DS: I read that your influence for Seinfeld—yours and Larry David’s—was The Abbott and Costello Show.
JS: Yeah, that show was about comedy. There was no explanation of anyone’s life. Nothing made sense. There were always a lot of inexplicably evil people on that show, and we took that right on to ours: The garage attendant who tells you, “We can’t get your car out. We just can’t.”
DS: It’s simple.
JS: And that was the law of the show—that comedy is boss.
DS: What else did you like about Abbott and Costello?
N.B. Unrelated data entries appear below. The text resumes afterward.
//! A deterministic, in-memory `Forge` test double. Every orchestration test
//! in `foreman` builds one of these rather than touching the network.

use std::sync::Mutex;

use crate::{ForgeError, Forge, PullRequest, ReviewThread, User};

#[derive(Default)]
pub struct NullForge {
    prs: Mutex<Vec<PullRequest>>,
    threads: Mutex<std::collections::HashMap<u64, Vec<ReviewThread>>>,
    user: Mutex<Option<User>>,
    merge_calls: Mutex<Vec<(u64, bool)>>,
}

impl NullForge {
    pub fn new() -> Self {
        Self::default()
    }

    pub fn with_pr(self, pr: PullRequest) -> Self {
        self.prs.lock().unwrap().push(pr);
        self
    }

    pub fn with_threads(self, number: u64, threads: Vec<ReviewThread>) -> Self {
        self.threads.lock().unwrap().insert(number, threads);
        self
    }

    pub fn with_user(self, login: &str) -> Self {
        *self.user.lock().unwrap() = Some(User {
            login: login.to_string(),
        });
        self
    }

    pub fn merge_calls(&self) -> Vec<(u64, bool)> {
        self.merge_calls.lock().unwrap().clone()
    }
}

impl Forge for NullForge {
    fn list_prs_for_branch(&self, _repo: &str, branch: &str) -> Result<Vec<PullRequest>, ForgeError> {
        Ok(self
            .prs
            .lock()
            .unwrap()
            .iter()
            .filter(|pr| pr.head_branch == branch)
            .cloned()
            .collect())
    }

    fn view_pr(&self, _repo: &str, number: u64) -> Result<PullRequest, ForgeError> {
        self.prs
            .lock()
            .unwrap()
            .iter()
            .find(|pr| pr.number == number)
            .cloned()
            .ok_or_else(|| ForgeError::NotFound(format!("pr #{number}")))
    }

    fn merge_pr(&self, _repo: &str, number: u64, admin: bool) -> Result<(), ForgeError> {
        self.merge_calls.lock().unwrap().push((number, admin));
        let mut prs = self.prs.lock().unwrap();
        if let Some(pr) = prs.iter_mut().find(|pr| pr.number == number) {
            pr.state = crate::PullRequestState::Merged;
            pr.merge_commit_sha = Some(format!("merge-{number}"));
            Ok(())
        } else {
            Err(ForgeError::NotFound(format!("pr #{number}")))
        }
    }

    fn review_threads(&self, _repo: &str, number: u64) -> Result<Vec<ReviewThread>, ForgeError> {
        Ok(self
            .threads
            .lock()
            .unwrap()
            .get(&number)
            .cloned()
            .unwrap_or_default())
    }

    fn dismiss_bot_reviews(&self, _repo: &str, _number: u64) -> Result<u32, ForgeError> {
        Ok(0)
    }

    fn create_issue(&self, _repo: &str, _title: &str, _body: &str) -> Result<String, ForgeError> {
        Ok("https://forge.example/o/r/issues/1".to_string())
    }

    fn close_issue(&self, _repo: &str, _url: &str) -> Result<(), ForgeError> {
        Ok(())
    }

    fn authenticated_user(&self) -> Result<User, ForgeError> {
        self.user
            .lock()
            .unwrap()
            .clone()
            .ok_or_else(|| ForgeError::Auth("no user configured in NullForge".to_string()))
    }
}

#[cfg(test)]
mod tests {
    use super::*;
    use crate::{CheckRun, PullRequestState, ReviewDecision};

    fn sample_pr(number: u64, branch: &str) -> PullRequest {
        PullRequest {
            number,
            url: format!("https://forge.example/o/r/pull/{number}"),
            title: format!("fix {branch}"),
            head_branch: branch.to_string(),
            state: PullRequestState::Open,
            draft: false,
            review_decision: ReviewDecision::None,
            checks: CheckRollup {
                runs: vec![CheckRun {
                    name: "ci".to_string(),
                    conclusion: crate::CheckConclusion::Success,
                }],
            },
            merge_commit_sha: None,
        }
    }

    #[test]
    fn list_prs_filters_by_branch() {
        let forge = NullForge::new().with_pr(sample_pr(1, "feature/t1"));
        let prs = forge.list_prs_for_branch("o/r", "feature/t1").unwrap();
        assert_eq!(prs.len(), 1);
        let prs = forge.list_prs_for_branch("o/r", "feature/other").unwrap();
        assert!(prs.is_empty());
    }

    #[test]
    fn merge_pr_updates_state_and_records_call() {
        let forge = NullForge::new().with_pr(sample_pr(1, "feature/t1"));
        forge.merge_pr("o/r", 1, true).unwrap();
        assert_eq!(forge.merge_calls(), vec![(1, true)]);
        let pr = forge.view_pr("o/r", 1).unwrap();
        assert_eq!(pr.state, PullRequestState::Merged);
    }
}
JS: I love to play straight. Bud Abbott is really funnier to me than Lou Costello, because a really good straight man keeps bringing the logic back. In stand-up, it’s all about this rigorous logic. Like when George and Kramer teach people to make their own pizzas in their own ovens, you have to have somebody going, “Well, you can’t have people sticking their arms in 500-degree ovens.” That’s the funny part of the scene.
DS: Have you ever thought of going back to TV?
JS: No, I have not. That was nine years...I gave it everything I had, and I couldn’t have had a better ride. I had it all. I did the show I wanted with the people I wanted. And I had all the fun. I could only do it worse. And there’s no point in that.